In advance of next week’s National Students for Justice in Palestine conference, some 31 pro-Israel campus groups nationwide are calling on the University of California, Los Angeles, where the annual event will occur, to distance itself from SJP, which the groups said “fuels campus anti-Semitism and which seeks the elimination of the world’s only Jewish-majority country.”
The groups accused SJP of violating UCLA’s “Principles of Community”: “We do not tolerate acts of discrimination, harassment, profiling or other conduct causing harm to individuals on the basis of expression of race, color, ethnicity, gender, age, disability, religious beliefs, political preference, sexual orientation, gender identity, citizenship or national origin, among other personal characteristics. Such conduct violates UCLA’s Principles of Community and may result in imposition of sanctions according to campus policies governing the conduct of students, staff and faculty.”

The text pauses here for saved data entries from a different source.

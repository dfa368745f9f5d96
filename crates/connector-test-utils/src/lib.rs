//! Test utilities for the meeting connector service.
//!
//! - [`server_harness`] - `TestConnectorServer`, the real router on a random
//!   port over in-memory stores
//! - [`mock_jazz`] - `MockJazzApi`, a wiremock fake of the external meeting API
//! - [`fixtures`] - pre-built sessions and breaker snapshots

pub mod fixtures;
pub mod mock_jazz;
pub mod server_harness;

pub use fixtures::*;
pub use mock_jazz::MockJazzApi;
pub use server_harness::TestConnectorServer;
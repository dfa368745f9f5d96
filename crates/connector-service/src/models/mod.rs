//! Data models for the connector service.

use chrono::{DateTime, SubsecRound, Utc};
use common::types::MeetingId;
use serde::{Deserialize, Serialize};
use std::fmt;
use uuid::Uuid;

/// Current time truncated to the microsecond precision of the session store.
pub fn utc_now() -> DateTime<Utc> {
    Utc::now().trunc_subsecs(6)
}

/// Connector session lifecycle state.
#[derive(Debug, Clone, Copy, PartialEq, Eq, Hash, PartialOrd, Ord, Serialize, Deserialize)]
#[serde(rename_all = "snake_case")]
pub enum SessionState {
    Disconnected,
    Connecting,
    Connected,
    Reconnecting,
    Stale,
    Failed,
}

impl SessionState {
    /// All states, in display order.
    pub const ALL: [SessionState; 6] = [
        SessionState::Disconnected,
        SessionState::Connecting,
        SessionState::Connected,
        SessionState::Reconnecting,
        SessionState::Stale,
        SessionState::Failed,
    ];

    /// Convert to database string representation.
    pub fn as_db_str(&self) -> &'static str {
        match self {
            SessionState::Disconnected => "disconnected",
            SessionState::Connecting => "connecting",
            SessionState::Connected => "connected",
            SessionState::Reconnecting => "reconnecting",
            SessionState::Stale => "stale",
            SessionState::Failed => "failed",
        }
    }

    /// Parse from database string representation.
    pub fn from_db_str(s: &str) -> Option<Self> {
        SessionState::ALL.into_iter().find(|state| state.as_db_str() == s)
    }

    /// Whether the state machine permits `self -> next`.
    ///
    /// Self-transitions are allowed only where an operation legitimately
    /// rewrites the same state (heartbeat on Connected, a retried reconnect).
    pub fn can_transition_to(self, next: SessionState) -> bool {
        use SessionState::*;
        matches!(
            (self, next),
            (Disconnected, Connecting)
                | (Connecting, Connected)
                | (Connecting, Failed)
                | (Connecting, Disconnected)
                | (Connected, Connected)
                | (Connected, Reconnecting)
                | (Connected, Stale)
                | (Connected, Disconnected)
                | (Reconnecting, Reconnecting)
                | (Reconnecting, Connected)
                | (Reconnecting, Failed)
                | (Reconnecting, Disconnected)
                | (Stale, Reconnecting)
                | (Stale, Connected)
                | (Stale, Disconnected)
                | (Failed, Connecting)
                | (Failed, Reconnecting)
                | (Failed, Disconnected)
        )
    }

    /// States in which `last_heartbeat_at` must be set.
    pub fn requires_heartbeat(self) -> bool {
        matches!(
            self,
            SessionState::Connected | SessionState::Reconnecting | SessionState::Stale
        )
    }
}

impl fmt::Display for SessionState {
    fn fmt(&self, f: &mut fmt::Formatter<'_>) -> fmt::Result {
        f.write_str(self.as_db_str())
    }
}

/// Durable record of the connector's involvement in one meeting.
#[derive(Debug, Clone, PartialEq, Serialize, Deserialize)]
pub struct ConnectorSession {
    pub meeting_id: MeetingId,
    pub provider: String,
    pub external_session_id: Option<String>,
    pub state: SessionState,
    pub created_at: DateTime<Utc>,
    pub updated_at: DateTime<Utc>,
    pub last_heartbeat_at: Option<DateTime<Utc>>,
    pub retry_count: i32,
    pub last_error: Option<String>,
}

impl ConnectorSession {
    /// A fresh Disconnected session, as created on first join.
    pub fn new(meeting_id: MeetingId, provider: &str, now: DateTime<Utc>) -> Self {
        Self {
            meeting_id,
            provider: provider.to_string(),
            external_session_id: None,
            state: SessionState::Disconnected,
            created_at: now,
            updated_at: now,
            last_heartbeat_at: None,
            retry_count: 0,
            last_error: None,
        }
    }

    /// Connected session whose heartbeat is older than `cutoff` (or missing).
    pub fn is_stale_at(&self, cutoff: DateTime<Utc>) -> bool {
        self.state == SessionState::Connected
            && self.last_heartbeat_at.map_or(true, |hb| hb < cutoff)
    }

    /// Connecting/Reconnecting session not touched since `cutoff`.
    pub fn is_abandoned_at(&self, cutoff: DateTime<Utc>) -> bool {
        matches!(
            self.state,
            SessionState::Connecting | SessionState::Reconnecting
        ) && self.updated_at < cutoff
    }
}

/// Circuit breaker state.
#[derive(Debug, Clone, Copy, PartialEq, Eq, Serialize, Deserialize)]
#[serde(rename_all = "snake_case")]
pub enum BreakerState {
    Closed,
    Open,
}

impl BreakerState {
    pub fn as_str(&self) -> &'static str {
        match self {
            BreakerState::Closed => "closed",
            BreakerState::Open => "open",
        }
    }

    pub fn parse(s: &str) -> Option<Self> {
        match s {
            "closed" => Some(BreakerState::Closed),
            "open" => Some(BreakerState::Open),
            _ => None,
        }
    }
}

/// Who reset the breaker.
#[derive(Debug, Clone, Copy, PartialEq, Eq, Serialize, Deserialize)]
#[serde(rename_all = "snake_case")]
pub enum ResetSource {
    Manual,
    Auto,
}

impl ResetSource {
    pub fn as_str(&self) -> &'static str {
        match self {
            ResetSource::Manual => "manual",
            ResetSource::Auto => "auto",
        }
    }

    pub fn parse(s: &str) -> Option<Self> {
        match s {
            "manual" => Some(ResetSource::Manual),
            "auto" => Some(ResetSource::Auto),
            _ => None,
        }
    }
}

/// Point-in-time view of the per-connector circuit breaker.
///
/// `opened_at` is set iff `state` is Open.
#[derive(Debug, Clone, PartialEq, Serialize, Deserialize)]
pub struct CircuitBreakerSnapshot {
    pub state: BreakerState,
    pub consecutive_failures: u32,
    pub opened_at: Option<DateTime<Utc>>,
    pub last_failure_reason: Option<String>,
    pub last_reset_at: Option<DateTime<Utc>>,
    pub last_reset_source: Option<ResetSource>,
}

impl CircuitBreakerSnapshot {
    /// Initial Closed breaker.
    pub fn closed() -> Self {
        Self {
            state: BreakerState::Closed,
            consecutive_failures: 0,
            opened_at: None,
            last_failure_reason: None,
            last_reset_at: None,
            last_reset_source: None,
        }
    }

    pub fn is_open(&self) -> bool {
        self.state == BreakerState::Open
    }
}

impl Default for CircuitBreakerSnapshot {
    fn default() -> Self {
        Self::closed()
    }
}

/// What triggered a reconciliation cycle.
#[derive(Debug, Clone, Copy, PartialEq, Eq, Serialize, Deserialize)]
#[serde(rename_all = "snake_case")]
pub enum RunSource {
    /// Periodic background worker.
    Job,
    /// Admin API call.
    Manual,
}

impl RunSource {
    pub fn as_str(&self) -> &'static str {
        match self {
            RunSource::Job => "job",
            RunSource::Manual => "manual",
        }
    }
}

/// Outcome of one reconnect attempted by the reconciliation worker.
#[derive(Debug, Clone, PartialEq, Serialize, Deserialize)]
pub struct SessionOutcome {
    pub meeting_id: MeetingId,
    /// `connected`, `failed`, `busy`, `circuit_open` or `skipped`.
    pub result: String,
    #[serde(skip_serializing_if = "Option::is_none")]
    pub error: Option<String>,
}

/// Summary of one reconciliation cycle. Not persisted.
#[derive(Debug, Clone, PartialEq, Serialize, Deserialize)]
pub struct ReconciliationRun {
    pub run_id: Uuid,
    pub source: RunSource,
    pub started_at: DateTime<Utc>,
    pub duration_ms: u64,
    pub scanned: usize,
    pub stale_marked: usize,
    pub stale_found: usize,
    pub abandoned_failed: usize,
    pub reconnect_attempted: usize,
    pub reconnect_succeeded: usize,
    pub reconnect_failed: usize,
    pub skipped_busy: usize,
    pub skipped_circuit_open: usize,
    pub breaker_resets: usize,
    pub errors: usize,
    pub outcomes: Vec<SessionOutcome>,
}

impl ReconciliationRun {
    pub fn new(source: RunSource, started_at: DateTime<Utc>) -> Self {
        Self {
            run_id: Uuid::new_v4(),
            source,
            started_at,
            duration_ms: 0,
            scanned: 0,
            stale_marked: 0,
            stale_found: 0,
            abandoned_failed: 0,
            reconnect_attempted: 0,
            reconnect_succeeded: 0,
            reconnect_failed: 0,
            skipped_busy: 0,
            skipped_circuit_open: 0,
            breaker_resets: 0,
            errors: 0,
            outcomes: Vec::new(),
        }
    }
}

/// Response for `GET /connectors/{provider}/{meeting_id}/status`.
#[derive(Debug, Clone, Serialize, Deserialize)]
pub struct ConnectorStatusResponse {
    pub session: ConnectorSession,
    pub circuit_breaker: CircuitBreakerSnapshot,
}

/// Response for `GET /connectors/{provider}/health`.
#[derive(Debug, Clone, Serialize, Deserialize)]
pub struct ConnectorHealthResponse {
    pub provider: String,
    /// `healthy`, `degraded` or `unhealthy`.
    pub status: String,
    pub circuit_breaker: CircuitBreakerSnapshot,
    /// Failure ratio over the recent call window (0.0 when empty).
    pub recent_error_rate: f64,
    pub recent_calls: usize,
    /// `reachable`, `unreachable` or `skipped` (breaker open).
    pub external_api: String,
}

/// Response for `GET /connectors/{provider}/sessions`.
#[derive(Debug, Clone, Serialize, Deserialize)]
pub struct SessionListResponse {
    pub provider: String,
    pub count: usize,
    pub sessions: Vec<ConnectorSession>,
}

/// Optional body for `POST /connectors/{provider}/circuit-breaker/reset`.
#[derive(Debug, Clone, Default, Deserialize)]
pub struct ResetRequest {
    pub reason: Option<String>,
}

/// Query for `GET /connectors/{provider}/sessions`.
#[derive(Debug, Clone, Default, Deserialize)]
pub struct ListSessionsQuery {
    pub limit: Option<usize>,
}

/// Service health response.
#[derive(Debug, Clone, Serialize, Deserialize)]
pub struct HealthResponse {
    pub status: String,
    pub session_store: String,
    pub lock_store: String,
}
impl Default for RetryPolicy {
    fn default() -> Self {
        Self {
            max_retries: 2,
            backoff_base: Duration::from_millis(300),
            backoff_cap: Duration::from_millis(5000),
            retryable_statuses: [408, 409, 425, 429, 500, 502, 503, 504].into_iter().collect(),
        }
    }
}

/// Delay before the retry that follows failed attempt `attempt` (1-based):
/// `min(base * attempt, cap)`.
pub fn backoff_delay(policy: &RetryPolicy, attempt: u32) -> Duration {
    policy
        .backoff_base
        .saturating_mul(attempt)
        .min(policy.backoff_cap)
}

/// How one attempt's result affects the retry loop.
#[derive(Debug)]
pub enum AttemptOutcome {
    Success(Value),
    /// Worth another attempt if any remain.
    Retryable(AttemptError),
    /// Stop now.
    Fatal(AttemptError),
}

impl AttemptOutcome {
    fn label(&self) -> &'static str {
        match self {
            AttemptOutcome::Success(_) => "success",
            AttemptOutcome::Retryable(_) => "retryable",
            AttemptOutcome::Fatal(_) => "fatal",
        }
    }
}

/// Classify one attempt.
///
/// Auth failures are never retried. Statuses in the retryable set, timeouts
/// and connect failures are retried. Everything else is final.
pub fn classify_attempt(policy: &RetryPolicy, result: Result<Value, AttemptError>) -> AttemptOutcome {
    match result {
        Ok(value) => AttemptOutcome::Success(value),
        Err(err) => {
            let retryable = match &err {
                AttemptError::Status { status, .. } => {
                    ExternalErrorKind::from_status(*status) != ExternalErrorKind::Auth
                        && policy.retryable_statuses.contains(status)
                }
                AttemptError::Transport { kind, .. } => {
                    matches!(kind, ExternalErrorKind::Timeout | ExternalErrorKind::Unavailable)
                }
                AttemptError::NotConfigured | AttemptError::InvalidBody { .. } => false,
            };
            if retryable {
                AttemptOutcome::Retryable(err)
            } else {
                AttemptOutcome::Fatal(err)
            }
        }
    }
}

The statement also criticizes SJP for questionable timing in the aftermath of the Oct. 27 shooting in Pittsburgh that left 11 Jewish men and women while praying in synagogue on Shabbat morning.
“The anti-Semitism of one man, Robert Bowers, led him to murder 11 Americans in a Pittsburgh synagogue simply because they were Jewish. It is absolutely critical that UCLA take the anti-Semitic rhetoric of SJP members seriously,” they stated.
The groups added, “Robert Bowers wrote on social media that ‘Jews are the children of Satan.’ Samer Alhato, one of the many anti-Semites set to speak or attend the conference, tweeted, ‘Anyone been to Jerusalem? I hated seeing a bunch of Jews there, but other than that it’s a beautiful city.”